▶ [EXERCISE AIM]: If a line in the listing below contains "over", return that line.

----- DATASET ENTRIES

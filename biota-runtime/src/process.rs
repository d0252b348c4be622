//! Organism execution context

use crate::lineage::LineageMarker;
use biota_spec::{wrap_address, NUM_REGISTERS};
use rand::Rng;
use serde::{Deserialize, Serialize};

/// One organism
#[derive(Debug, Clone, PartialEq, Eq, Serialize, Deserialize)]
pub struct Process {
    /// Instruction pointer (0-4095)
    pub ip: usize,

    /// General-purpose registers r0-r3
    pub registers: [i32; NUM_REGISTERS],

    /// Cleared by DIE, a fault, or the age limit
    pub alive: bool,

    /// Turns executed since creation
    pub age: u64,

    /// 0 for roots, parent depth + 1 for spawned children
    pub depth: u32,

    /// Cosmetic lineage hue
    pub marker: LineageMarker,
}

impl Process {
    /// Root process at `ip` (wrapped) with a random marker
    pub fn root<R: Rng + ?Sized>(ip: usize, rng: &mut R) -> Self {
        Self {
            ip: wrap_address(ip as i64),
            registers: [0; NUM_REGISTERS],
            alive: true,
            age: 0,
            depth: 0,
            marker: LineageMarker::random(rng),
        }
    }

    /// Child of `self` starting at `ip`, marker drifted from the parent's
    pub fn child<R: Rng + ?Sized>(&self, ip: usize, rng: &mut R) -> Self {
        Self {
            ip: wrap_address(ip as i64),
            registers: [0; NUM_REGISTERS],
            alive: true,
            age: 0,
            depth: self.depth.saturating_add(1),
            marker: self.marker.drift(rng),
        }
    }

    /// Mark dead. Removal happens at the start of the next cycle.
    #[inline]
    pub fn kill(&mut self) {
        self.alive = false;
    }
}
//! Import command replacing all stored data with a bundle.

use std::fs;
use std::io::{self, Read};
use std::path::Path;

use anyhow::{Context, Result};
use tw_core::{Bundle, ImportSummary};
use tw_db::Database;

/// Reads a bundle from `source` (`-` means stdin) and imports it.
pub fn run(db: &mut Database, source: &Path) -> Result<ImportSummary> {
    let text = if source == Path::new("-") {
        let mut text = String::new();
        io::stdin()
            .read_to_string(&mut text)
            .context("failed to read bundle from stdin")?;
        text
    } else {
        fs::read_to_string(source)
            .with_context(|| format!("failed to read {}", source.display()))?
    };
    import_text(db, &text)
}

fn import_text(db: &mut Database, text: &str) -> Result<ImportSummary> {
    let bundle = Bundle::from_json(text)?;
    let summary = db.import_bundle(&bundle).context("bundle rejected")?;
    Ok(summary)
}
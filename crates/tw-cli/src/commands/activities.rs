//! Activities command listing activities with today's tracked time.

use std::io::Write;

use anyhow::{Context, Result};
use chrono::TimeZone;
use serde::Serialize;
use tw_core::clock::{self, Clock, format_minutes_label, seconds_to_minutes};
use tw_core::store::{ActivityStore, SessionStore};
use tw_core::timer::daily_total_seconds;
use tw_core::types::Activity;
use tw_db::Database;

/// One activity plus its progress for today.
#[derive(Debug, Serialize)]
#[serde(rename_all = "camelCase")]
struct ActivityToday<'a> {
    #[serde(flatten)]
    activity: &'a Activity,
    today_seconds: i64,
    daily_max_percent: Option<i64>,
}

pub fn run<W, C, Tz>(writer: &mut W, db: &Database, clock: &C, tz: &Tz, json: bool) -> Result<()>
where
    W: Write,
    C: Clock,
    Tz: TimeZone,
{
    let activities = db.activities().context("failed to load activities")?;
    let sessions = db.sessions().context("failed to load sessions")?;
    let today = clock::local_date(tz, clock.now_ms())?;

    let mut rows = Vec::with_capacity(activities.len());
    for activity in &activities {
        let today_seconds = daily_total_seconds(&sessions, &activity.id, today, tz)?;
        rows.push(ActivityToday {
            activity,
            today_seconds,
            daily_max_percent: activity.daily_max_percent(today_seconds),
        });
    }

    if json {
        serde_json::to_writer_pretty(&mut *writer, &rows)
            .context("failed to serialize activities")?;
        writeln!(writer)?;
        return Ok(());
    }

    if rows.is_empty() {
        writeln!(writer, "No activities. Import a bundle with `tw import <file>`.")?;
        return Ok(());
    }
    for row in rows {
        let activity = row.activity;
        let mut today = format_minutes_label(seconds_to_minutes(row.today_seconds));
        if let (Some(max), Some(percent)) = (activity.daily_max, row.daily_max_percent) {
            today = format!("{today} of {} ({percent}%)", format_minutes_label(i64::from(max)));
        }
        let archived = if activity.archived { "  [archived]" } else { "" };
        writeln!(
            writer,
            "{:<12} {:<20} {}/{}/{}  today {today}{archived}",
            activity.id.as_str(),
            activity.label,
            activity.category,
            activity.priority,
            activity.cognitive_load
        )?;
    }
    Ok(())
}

----------
----- DATASET ENTRIES

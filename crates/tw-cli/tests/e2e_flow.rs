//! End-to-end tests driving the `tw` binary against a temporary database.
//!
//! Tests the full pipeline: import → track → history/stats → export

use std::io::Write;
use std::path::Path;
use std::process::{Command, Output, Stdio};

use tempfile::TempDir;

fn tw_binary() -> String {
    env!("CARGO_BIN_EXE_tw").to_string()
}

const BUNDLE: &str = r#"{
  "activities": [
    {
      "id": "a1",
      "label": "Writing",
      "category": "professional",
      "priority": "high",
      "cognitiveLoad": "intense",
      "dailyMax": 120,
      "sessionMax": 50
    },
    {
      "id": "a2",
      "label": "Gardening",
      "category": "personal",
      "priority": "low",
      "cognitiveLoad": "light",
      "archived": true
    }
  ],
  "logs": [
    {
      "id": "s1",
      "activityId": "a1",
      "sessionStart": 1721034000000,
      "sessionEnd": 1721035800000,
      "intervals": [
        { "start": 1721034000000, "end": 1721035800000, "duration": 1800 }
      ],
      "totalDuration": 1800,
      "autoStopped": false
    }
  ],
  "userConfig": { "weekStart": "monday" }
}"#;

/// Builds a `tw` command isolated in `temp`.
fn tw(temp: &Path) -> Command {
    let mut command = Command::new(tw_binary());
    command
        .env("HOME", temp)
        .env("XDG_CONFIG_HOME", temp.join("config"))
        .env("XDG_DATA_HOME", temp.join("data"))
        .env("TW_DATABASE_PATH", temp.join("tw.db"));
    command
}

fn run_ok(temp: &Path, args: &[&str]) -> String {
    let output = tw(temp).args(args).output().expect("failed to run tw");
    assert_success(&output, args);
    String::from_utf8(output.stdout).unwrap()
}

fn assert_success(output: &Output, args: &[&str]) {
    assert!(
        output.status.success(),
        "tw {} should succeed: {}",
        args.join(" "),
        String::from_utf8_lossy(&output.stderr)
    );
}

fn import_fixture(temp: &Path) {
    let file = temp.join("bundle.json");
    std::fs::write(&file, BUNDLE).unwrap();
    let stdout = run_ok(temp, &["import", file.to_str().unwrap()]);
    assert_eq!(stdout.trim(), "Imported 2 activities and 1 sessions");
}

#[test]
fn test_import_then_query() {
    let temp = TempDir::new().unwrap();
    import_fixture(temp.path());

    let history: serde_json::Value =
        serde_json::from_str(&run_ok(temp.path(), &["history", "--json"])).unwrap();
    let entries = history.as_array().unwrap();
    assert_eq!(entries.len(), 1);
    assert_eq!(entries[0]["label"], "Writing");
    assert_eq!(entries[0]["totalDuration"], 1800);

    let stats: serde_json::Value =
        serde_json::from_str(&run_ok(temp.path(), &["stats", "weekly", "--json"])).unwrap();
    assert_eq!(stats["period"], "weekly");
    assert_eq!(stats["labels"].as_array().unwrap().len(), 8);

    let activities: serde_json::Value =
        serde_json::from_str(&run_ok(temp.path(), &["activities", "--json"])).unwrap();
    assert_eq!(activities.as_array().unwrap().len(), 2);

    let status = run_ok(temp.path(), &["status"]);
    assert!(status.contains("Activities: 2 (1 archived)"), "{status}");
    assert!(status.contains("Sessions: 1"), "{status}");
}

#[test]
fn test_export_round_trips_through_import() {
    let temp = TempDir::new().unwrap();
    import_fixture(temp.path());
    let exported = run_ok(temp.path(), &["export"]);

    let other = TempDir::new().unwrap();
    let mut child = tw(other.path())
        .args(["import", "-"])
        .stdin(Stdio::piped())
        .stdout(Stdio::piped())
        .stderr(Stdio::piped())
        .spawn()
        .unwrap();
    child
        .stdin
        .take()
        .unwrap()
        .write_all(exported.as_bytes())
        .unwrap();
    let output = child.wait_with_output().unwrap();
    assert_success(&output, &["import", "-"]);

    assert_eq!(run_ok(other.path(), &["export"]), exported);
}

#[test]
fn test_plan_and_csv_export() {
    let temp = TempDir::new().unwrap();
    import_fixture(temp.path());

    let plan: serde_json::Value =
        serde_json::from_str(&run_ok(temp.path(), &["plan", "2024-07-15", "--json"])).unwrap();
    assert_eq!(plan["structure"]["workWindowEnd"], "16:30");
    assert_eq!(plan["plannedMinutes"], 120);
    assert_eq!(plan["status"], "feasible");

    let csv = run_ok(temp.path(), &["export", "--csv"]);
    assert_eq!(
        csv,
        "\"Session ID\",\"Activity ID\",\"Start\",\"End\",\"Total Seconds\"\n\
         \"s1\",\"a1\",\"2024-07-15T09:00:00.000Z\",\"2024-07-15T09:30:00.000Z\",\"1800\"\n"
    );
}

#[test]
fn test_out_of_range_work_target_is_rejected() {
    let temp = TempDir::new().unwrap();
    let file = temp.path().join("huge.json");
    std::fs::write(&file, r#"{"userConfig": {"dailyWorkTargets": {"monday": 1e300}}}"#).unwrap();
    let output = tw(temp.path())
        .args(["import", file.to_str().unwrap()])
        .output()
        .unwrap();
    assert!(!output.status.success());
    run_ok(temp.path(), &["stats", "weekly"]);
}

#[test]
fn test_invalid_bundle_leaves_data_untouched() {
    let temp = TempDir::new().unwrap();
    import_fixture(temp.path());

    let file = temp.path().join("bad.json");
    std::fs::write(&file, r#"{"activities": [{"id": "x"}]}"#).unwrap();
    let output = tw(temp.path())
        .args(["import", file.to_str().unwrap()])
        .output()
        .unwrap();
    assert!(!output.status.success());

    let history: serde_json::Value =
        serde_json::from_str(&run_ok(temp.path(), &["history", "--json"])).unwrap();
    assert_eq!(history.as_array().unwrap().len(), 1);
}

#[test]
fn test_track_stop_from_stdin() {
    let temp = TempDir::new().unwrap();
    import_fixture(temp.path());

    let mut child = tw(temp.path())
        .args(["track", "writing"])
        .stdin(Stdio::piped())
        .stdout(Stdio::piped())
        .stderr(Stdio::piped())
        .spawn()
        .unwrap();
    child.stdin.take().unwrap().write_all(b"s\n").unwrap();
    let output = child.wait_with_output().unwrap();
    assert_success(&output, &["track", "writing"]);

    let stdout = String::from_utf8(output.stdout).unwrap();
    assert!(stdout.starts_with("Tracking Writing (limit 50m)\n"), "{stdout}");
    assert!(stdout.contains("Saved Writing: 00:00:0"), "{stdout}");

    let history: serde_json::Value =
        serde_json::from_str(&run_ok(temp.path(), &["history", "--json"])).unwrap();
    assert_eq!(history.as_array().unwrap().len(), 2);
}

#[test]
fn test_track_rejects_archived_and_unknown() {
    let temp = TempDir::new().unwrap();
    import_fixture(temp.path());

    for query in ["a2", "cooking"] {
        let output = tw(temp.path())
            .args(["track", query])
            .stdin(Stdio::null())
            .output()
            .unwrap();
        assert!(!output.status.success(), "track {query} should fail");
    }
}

----------
----- DATASET ENTRIES

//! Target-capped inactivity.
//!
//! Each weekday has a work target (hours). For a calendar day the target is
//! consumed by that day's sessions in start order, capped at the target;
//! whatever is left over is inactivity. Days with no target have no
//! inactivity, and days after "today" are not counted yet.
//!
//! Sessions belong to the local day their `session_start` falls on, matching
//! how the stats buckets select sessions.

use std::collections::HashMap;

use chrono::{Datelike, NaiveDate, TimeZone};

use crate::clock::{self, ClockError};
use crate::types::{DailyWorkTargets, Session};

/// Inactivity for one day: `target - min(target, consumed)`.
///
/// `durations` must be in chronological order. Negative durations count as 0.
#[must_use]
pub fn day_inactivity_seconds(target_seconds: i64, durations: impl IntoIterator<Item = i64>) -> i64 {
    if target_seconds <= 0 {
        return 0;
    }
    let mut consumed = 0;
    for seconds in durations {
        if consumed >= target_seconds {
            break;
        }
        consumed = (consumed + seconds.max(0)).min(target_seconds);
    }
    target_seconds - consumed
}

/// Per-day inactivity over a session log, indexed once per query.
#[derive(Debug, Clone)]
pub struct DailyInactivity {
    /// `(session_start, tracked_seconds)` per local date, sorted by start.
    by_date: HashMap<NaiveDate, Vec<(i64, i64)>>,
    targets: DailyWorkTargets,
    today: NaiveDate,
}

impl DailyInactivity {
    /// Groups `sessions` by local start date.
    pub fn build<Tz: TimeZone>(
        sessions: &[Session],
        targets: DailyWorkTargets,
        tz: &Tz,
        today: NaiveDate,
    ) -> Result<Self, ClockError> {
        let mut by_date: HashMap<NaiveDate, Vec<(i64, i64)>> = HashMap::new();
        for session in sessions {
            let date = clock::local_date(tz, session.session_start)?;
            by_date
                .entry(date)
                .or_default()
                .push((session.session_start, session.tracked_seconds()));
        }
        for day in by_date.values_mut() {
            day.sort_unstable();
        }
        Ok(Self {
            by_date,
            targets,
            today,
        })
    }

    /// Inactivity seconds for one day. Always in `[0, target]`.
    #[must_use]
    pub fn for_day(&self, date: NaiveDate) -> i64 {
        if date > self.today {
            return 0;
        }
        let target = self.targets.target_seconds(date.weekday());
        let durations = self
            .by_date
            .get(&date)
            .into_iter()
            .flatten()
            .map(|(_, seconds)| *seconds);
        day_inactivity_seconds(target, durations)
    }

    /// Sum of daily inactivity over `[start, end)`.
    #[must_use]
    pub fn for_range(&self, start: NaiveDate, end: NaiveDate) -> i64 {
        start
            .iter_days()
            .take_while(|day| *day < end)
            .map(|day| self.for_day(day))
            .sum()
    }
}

----------

▶ [RESPONSE BELOW]:
//! whatever is left over is inactivity. Days with no target have no
/// Per-day inactivity over a session log, indexed once per query.
    /// Sum of daily inactivity over `[start, end)`.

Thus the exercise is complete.